I cannot tell my story without it being a tale of attraction and distraction, seduction and abduction. Terence Mckenna used to speak of a "transcendental object at the end of time", a "strange attractor" that draws all things towards it through a mutational process until they become fully realized in the likeness of this thing. I think it is equally as important to acknowledge the many strange "distractors" along the way that muddle, mimic, and mute the signal of this beckoning call.
The song of the sirens, in The Odyssey, is a perfect metaphor. As much as they may sound like the song of the muse, their inspiration is your expiration. But the music, oh the music, it is so hauntingly beautiful. To die for, even. One of my proudest lyrics speaks to this self-destructive/distactive tendency:
Sailing past the silent sirens,
I request of them a song,
cause you know my ship's been (w)reckless for unfathomably long
Should you choose to raise the dead
be sure to raise them well
or they might grow up
to become a living hell
"Safe Passage", acrylic on canvas, 2016
"Bast, Daughter of Ra", ink and pencil on paper, 2005
"Seduction/Abduction",
white pencil and ink on black paper, 2005
With ovarian overtures, this piece speaks to the fertile, reproductive mysteries, guarded by the femalien half of the species, in whose bodily biological laboratories new life can be created once seduction has turned to abduction, and womanhood becomes mothership.
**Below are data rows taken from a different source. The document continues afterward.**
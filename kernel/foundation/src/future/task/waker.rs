use crate::future::task::TaskId;
use alloc::sync::Arc;
use alloc::task::Wake;
use core::task::Waker;
use crossbeam::queue::SegQueue;

#[derive(Clone)]
pub struct TaskWaker {
    id: TaskId,
    ready_queue: Arc<SegQueue<TaskId>>,
}

impl TaskWaker {
    pub fn new(id: TaskId, ready_queue: Arc<SegQueue<TaskId>>) -> Waker {
        Waker::from(Arc::new(Self { id, ready_queue }))
    }
}

impl Wake for TaskWaker {
    fn wake(self: Arc<Self>) {
        self.wake_by_ref()
    }

    fn wake_by_ref(self: &Arc<Self>) {
        self.ready_queue.push(self.id)
    }
}
use crate::falloc::vec::FVec;
use crate::io::{Bytes, Read, ReadError, Seek, SeekError, SeekFrom, Write, WriteError};
use alloc::vec::Vec;

pub struct Cursor<T> {
    index: usize,
    data: T,
}

impl<T> Cursor<T> {
    pub const fn new(data: T) -> Self {
        Self { index: 0, data }
    }
}

impl<T: Clone> Clone for Cursor<T> {
    fn clone(&self) -> Self {
        Self {
            index: self.index,
            data: self.data.clone(),
        }
    }
}

impl<T> Cursor<T>
where
    T: AsRef<[u8]>,
{
    pub fn bytes(self) -> Bytes<Self> {
        Bytes::new(self)
    }
}

impl<T, E> Read<E> for Cursor<T>
where
    T: AsRef<[E]>,
    E: Copy,
{
    fn read(&mut self, buf: &mut [E]) -> Result<usize, ReadError> {
        let data = self.data.as_ref();

        if self.index == data.len() {
            return Err(ReadError::ResourceExhausted);
        }

        let start = self.index;
        let end = data.len().min(self.index + buf.len());
        let len = end - start;
        buf[..len].copy_from_slice(&data[start..end]);
        self.index = end;
        Ok(len)
    }
}

impl<T> Write<T> for Cursor<&'_ mut Vec<T>>
where
    T: Copy,
{
    fn write(&mut self, buf: &[T]) -> Result<usize, WriteError> {
        self.data
            .try_reserve(buf.len())
            .map_err(|_| WriteError::ResourceExhausted)?;
        self.data.extend(buf);
        Ok(buf.len())
    }
}

impl<T> Write<T> for Cursor<&'_ mut FVec<T>>
where
    T: Copy,
{
    fn write(&mut self, buf: &[T]) -> Result<usize, WriteError> {
        self.data
            .try_reserve(buf.len())
            .map_err(|_| WriteError::ResourceExhausted)?;
        self.data
            .try_extend(buf.iter().copied())
            .map_err(|_| WriteError::ResourceExhausted)?;
        Ok(buf.len())
    }
}

trait Len {
    fn len(&self) -> usize;
}

impl<T> Len for T
where
    T: AsRef<[u8]>,
{
    fn len(&self) -> usize {
        self.as_ref().len()
    }
}

impl<T> Seek for Cursor<T>
where
    T: Len,
{
    fn seek(&mut self, pos: SeekFrom) -> Result<usize, SeekError> {
        match pos {
            SeekFrom::Start(index) => self.index = index,
            SeekFrom::End(v) => {
                self.index = self
                    .data
                    .len()
                    .checked_add_signed(v)
                    .ok_or(SeekError::SeekOutOfBounds)?;
            }
            SeekFrom::Current(0) => {}
            SeekFrom::Current(v) => {
                self.index = self
                    .index
                    .checked_add_signed(v)
                    .ok_or(SeekError::SeekOutOfBounds)?;
            }
        };
        Ok(self.index)
    }
}

#[cfg(test)]
mod tests {
    use super::*;

    #[test]
    fn test_cursor_iter() {
        let data = b"Hello, World!";
        let cursor = Cursor::new(data);
        let bytes = cursor.bytes();

        let mut read = 0;
        for (i, b) in bytes.enumerate() {
            read += 1;
            assert_eq!(b.unwrap(), data[i]);
        }
        assert_eq!(read, data.len());
    }
}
In film noir the term "femme fatale" is used to describe the seductive siren that ultimately leads the hero to his shipwreck, but in "Froudian" psychology there are subtler interpretations plotted in the employment of the words’ origins. Folklorist and faery expert Brian Froud, the designer of the worlds in Jim Henson’s The Labyrinth and The Dark Crystal, says the following, illustrating a paradox after relating the word “fae” or “faery” to the word “fate”:
“Faery women were once called ‘fateful women’ (femmes fatales): desirable, seductive, empowered with supernatural gifts and with an intimate knowledge of the hidden powers of stones, plants, and all things natural. These women were the guardians of special groves, streams, wells, and other sacred places of beauty and power.”[1]
This description paints an almost contradictory picture from how it is used in the noir context. In essence, I believe, all women are femmes fatales, engendering as they do the portal to man's immortality, jangling the reproductive keys to mankind’s fate, and that notion—when viewed with the second sight of a mystical air can come across as rather ominous, humbling, or "noir", because it implies they also hold the key to his extinction.